John Gabriel Stedman (1744-1797)
Narrative of a five year expedition against the revolted Negroes of Surinam in Guiana on the Wild Coast of South America from the year 1772 to 1777, elucidating the history of the country and describing its productions, Viz. Quadrupedes, birds, fish, reptiles, tree, shrubs, fruits & roots with an account of Indians of Guiana and the negroes of Guinea, by Captain J.G. Stedman, illustrated with 80 elegant engravings from drawings made by the author.
With sixteen of the eighty hand-coloured plates by William Blake, others by Bartolozzi a.o.
Second edition, Royal quarto, large paper copy, 2 volumes, London, J.J. Johnson, St. Paul's Church Yard and Th. Payne, Pall Mall, 1806, perfect condition.
Note:
Stedman (1744-1794) was a soldier in the Scots Brigade of the Dutch army and in 1772 volunteered to accompany an expedition sent out by the States-General to subdue the revolting enslaved people in Surinam. His narrative of this service describes the marching, fighting and dying of the soldiers amid the tropical swamps of Surinam. Of the near twelve hundred able-bodied men that sailed to Surinam to fight the revolting enslaved not more than one hundred would return to Holland! Almost all died through sickness and exhaustion. In addition, the field of Stedman’s curiosity embraced not only all branches of natural history, but also the economic and social conditions of the colony.

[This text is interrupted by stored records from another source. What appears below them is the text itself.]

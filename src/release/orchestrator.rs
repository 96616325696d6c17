//! Sequential, fail-fast upgrade of a set of sites
//!
//! For each site in order: edit manifests and changelog, sync lockfiles,
//! optionally build, optionally commit. The first failure stops the run.
//! Sites already processed keep their upgraded state and later sites are left
//! untouched.

use crate::core::context::ReleaseContext;
use crate::core::error::{ConfigError, ReleaseError, ReleaseResult, ResultExt};
use crate::release::UpgradeRequest;
use crate::release::collaborators::{
  Builder, CommandStep, GitRecorder, Installer, Recorder, SiteTarget, SkipInstall,
};
use crate::release::plan::SitePlan;
use crate::release::report::{ReleaseReport, SiteOutcome};
use std::collections::HashSet;
use std::fs;
use std::path::PathBuf;

/// A finished run: the report plus the error that stopped it, if any
#[derive(Debug)]
pub struct RunOutcome {
  pub report: ReleaseReport,
  pub error: Option<ReleaseError>,
}

pub struct Orchestrator<'a> {
  ctx: &'a ReleaseContext,
  installer: Box<dyn Installer + 'a>,
  builder: Box<dyn Builder + 'a>,
  recorder: Box<dyn Recorder + 'a>,
  quiet: bool,
}

impl<'a> Orchestrator<'a> {
  /// Orchestrator backed by the configured commands and system git
  pub fn new(ctx: &'a ReleaseContext) -> Self {
    let config = &ctx.config;
    let installer: Box<dyn Installer> = match config.install.step() {
      Some(install) => Box::new(CommandStep::new("install", install, &ctx.root)),
      None => Box::new(SkipInstall),
    };
    Self::with_collaborators(
      ctx,
      installer,
      Box::new(CommandStep::new("build", config.build.clone(), &ctx.root)),
      Box::new(GitRecorder::new(&ctx.root, config.commit.clone())),
    )
  }

  pub fn with_collaborators(
    ctx: &'a ReleaseContext,
    installer: Box<dyn Installer + 'a>,
    builder: Box<dyn Builder + 'a>,
    recorder: Box<dyn Recorder + 'a>,
  ) -> Self {
    Self {
      ctx,
      installer,
      builder,
      recorder,
      quiet: false,
    }
  }

  /// Suppress progress lines on stdout (used for `--json`)
  pub fn quiet(mut self, quiet: bool) -> Self {
    self.quiet = quiet;
    self
  }

  /// Sites to process, in run order
  ///
  /// Explicit names are deduplicated (first occurrence wins) and each must be
  /// a directory under the sites root. With no names, every non-hidden
  /// subdirectory of the sites root is used, sorted by name.
  pub fn resolve_sites(&self, requested: &[String]) -> ReleaseResult<Vec<String>> {
    let sites_root = self.ctx.require_sites_root()?;

    if requested.is_empty() {
      let mut sites = Vec::new();
      let entries = fs::read_dir(&sites_root)
        .with_context(|| format!("Failed to list sites in {}", sites_root.display()))?;
      for entry in entries {
        let entry = entry?;
        let name = entry.file_name().to_string_lossy().into_owned();
        if name.starts_with('.') || !entry.path().is_dir() {
          continue;
        }
        sites.push(name);
      }
      sites.sort();

      if sites.is_empty() {
        return Err(ConfigError::NoSites { sites_root }.into());
      }
      return Ok(sites);
    }

    let mut seen = HashSet::new();
    let mut sites = Vec::new();
    for name in requested {
      if !seen.insert(name.as_str()) {
        continue;
      }
      let plain_name = !name.is_empty() && name != "." && name != ".." && !name.contains(['/', '\\']);
      if !plain_name || !sites_root.join(name).is_dir() {
        return Err(
          ConfigError::SiteNotFound {
            name: name.clone(),
            sites_root,
          }
          .into(),
        );
      }
      sites.push(name.clone());
    }
    Ok(sites)
  }

  /// Upgrade one site end to end
  pub fn upgrade_site(&self, request: &UpgradeRequest, site: &str) -> ReleaseResult<SiteOutcome> {
    let plan = SitePlan::prepare(self.ctx, site, &request.version)?;
    let target = SiteTarget::new(self.ctx, site, &request.version);
    let mut outcome = SiteOutcome::from_plan(&plan, false);

    let written = plan.apply()?;
    if !written.is_empty() {
      self.progress(&format!("   ✏️  Updated {} file(s)", written.len()));
    }

    self.installer.install(&target)?;

    if request.build {
      self.progress(&format!("   🔨 Building {}", site));
      self.builder.build(&target)?;
      outcome.built = true;
    }

    if request.commit {
      if plan.has_changes() {
        let files = self.commit_paths(&plan);
        let sha = self.recorder.record(&target, &files)?;
        self.progress(&format!("   📝 Committed {}", &sha[..sha.len().min(8)]));
        outcome.commit = Some(sha);
      } else {
        tracing::info!(site, "nothing changed, no commit");
      }
    }

    Ok(outcome)
  }

  /// Files to commit for a site: changed manifests and changelog, plus any
  /// configured lockfile that exists
  fn commit_paths(&self, plan: &SitePlan) -> Vec<PathBuf> {
    let mut paths: Vec<PathBuf> = plan.changed_files().map(|change| change.path.clone()).collect();
    let site_dir = self.ctx.site_dir(&plan.site);
    for lockfile in &self.ctx.config.lockfiles {
      let path = site_dir.join(lockfile);
      let relative = self.ctx.relative(&path).to_path_buf();
      if path.is_file() && !paths.contains(&relative) {
        paths.push(relative);
      }
    }
    paths
  }

  /// Upgrade every requested site, stopping at the first failure
  ///
  /// Errors found before any site is touched (bad version, unknown site,
  /// missing sites root) are returned as `Err`. A failure while processing
  /// a site is reported in the returned [`RunOutcome`].
  pub fn run(&self, request: &UpgradeRequest) -> ReleaseResult<RunOutcome> {
    request.validate()?;
    let sites = self.resolve_sites(&request.sites)?;

    if request.dry_run {
      return self.plan(request, &sites).map(|report| RunOutcome { report, error: None });
    }

    let mut report = ReleaseReport::new(&request.version, false);
    let mut error = None;

    for site in &sites {
      if error.is_some() {
        report.sites.push(SiteOutcome::skipped(site));
        continue;
      }

      self.progress(&format!("📦 {} → Richie {}", site, request.version));
      match self.upgrade_site(request, site) {
        Ok(outcome) => {
          tracing::info!(site = %site, status = %outcome.status, "site done");
          report.sites.push(outcome);
        }
        Err(err) => {
          tracing::error!(site = %site, error = %err, "upgrade failed");
          report.sites.push(SiteOutcome::failed(site, &err));
          error = Some(err);
        }
      }
    }

    Ok(RunOutcome { report, error })
  }

  /// Compute plans for `sites` without touching anything
  fn plan(&self, request: &UpgradeRequest, sites: &[String]) -> ReleaseResult<ReleaseReport> {
    let mut report = ReleaseReport::new(&request.version, true);
    for site in sites {
      let plan = SitePlan::prepare(self.ctx, site, &request.version)?;
      report.sites.push(SiteOutcome::from_plan(&plan, true));
    }
    Ok(report)
  }

  fn progress(&self, line: &str) {
    if !self.quiet {
      println!("{}", line);
    }
  }
}
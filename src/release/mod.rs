//! Upgrading sites to a new Richie release
//!
//! # Flow
//!
//! For every resolved site, in order:
//!
//! 1. [`plan::SitePlan::prepare`] edits manifests and the changelog in memory
//! 2. the plan is written (all files or none)
//! 3. the [`collaborators::Installer`] syncs lockfiles
//! 4. with `--build`, the [`collaborators::Builder`] verifies the site
//! 5. with `--commit`, the [`collaborators::Recorder`] commits exactly the
//!    touched files as one commit
//!
//! The run stops at the first failing site. See [`orchestrator::Orchestrator`].

pub mod collaborators;
pub mod orchestrator;
pub mod plan;
pub mod report;

pub use orchestrator::Orchestrator;

use crate::core::error::{ConfigError, ReleaseResult};

/// One invocation of the upgrade
#[derive(Debug, Clone)]
pub struct UpgradeRequest {
  /// Target version, written verbatim into every manifest
  pub version: String,
  /// Explicit sites; empty means every site
  pub sites: Vec<String>,
  pub build: bool,
  pub commit: bool,
  pub dry_run: bool,
}

impl UpgradeRequest {
  /// Reject versions that cannot be written into a manifest
  ///
  /// Any non-empty token free of whitespace and manifest syntax characters
  /// is accepted. A version that is not semver only disables the downgrade
  /// warning.
  pub fn validate(&self) -> ReleaseResult<()> {
    let invalid = |reason: &str| -> ReleaseResult<()> {
      Err(
        ConfigError::InvalidVersion {
          version: self.version.clone(),
          reason: reason.to_string(),
        }
        .into(),
      )
    };

    if self.version.is_empty() {
      return invalid("version must not be empty");
    }
    if self.version.chars().any(|c| c.is_whitespace() || c.is_control()) {
      return invalid("version must not contain whitespace");
    }
    if self.version.contains(['"', '\'', ',', ';', '#']) {
      return invalid("version must not contain quotes, commas, semicolons or '#'");
    }
    Ok(())
  }
}
//! Upgrade command: pin a Richie version across sites

use crate::core::context::ReleaseContext;
use crate::core::error::ReleaseResult;
use crate::release::{Orchestrator, UpgradeRequest};

/// Run the upgrade and print the per-site report
///
/// The report is printed even when a site fails, so the caller can see which
/// sites were upgraded, which one broke and which were never attempted. The
/// failure is then returned for the exit code.
pub fn run_upgrade(ctx: &ReleaseContext, request: UpgradeRequest, json: bool) -> ReleaseResult<()> {
  tracing::debug!(
    version = %request.version,
    sites = ?request.sites,
    build = request.build,
    commit = request.commit,
    dry_run = request.dry_run,
    "starting upgrade"
  );

  let orchestrator = Orchestrator::new(ctx).quiet(json);
  let outcome = orchestrator.run(&request)?;

  if json {
    println!("{}", outcome.report.to_json()?);
  } else {
    print!("{}", outcome.report.render_text());
    if outcome.report.dry_run {
      println!("\n💡 Dry run: nothing was written. Re-run without --dry-run to apply.");
    }
  }

  match outcome.error {
    Some(err) => Err(err),
    None => Ok(()),
  }
}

His book, however, is best remembered for his description of the cruelties practised on the enslaved Africans and of the moral deterioration resulting to their masters. It forms one of the most vivid indictments of slavery that have been written. Not the least curious thing in the book is the story of his love relation with Joanna, a beautiful woman from mixed-background, who nursed him when sick, bore him a son but who did not want Stedman to buy her freedom and did not follow him to Europe.
In 1777 Stedman returned to Holland without Joanna and his son Johnny and married Adriana Wiertz van Coehorn. His book was first published in 1796. Throughout his journal, Stedman shows every sign o,f having been genuinely and steadfastly devoted to his 'wife' Joanna and seems sincere to have mourned her death in 1782, suspected by poison, and later of his son Johnny at sea as a midshipman in the British navy. Stedman had three sons and two daughters with Adriana. The second of his daughters was christened Maria Joanna.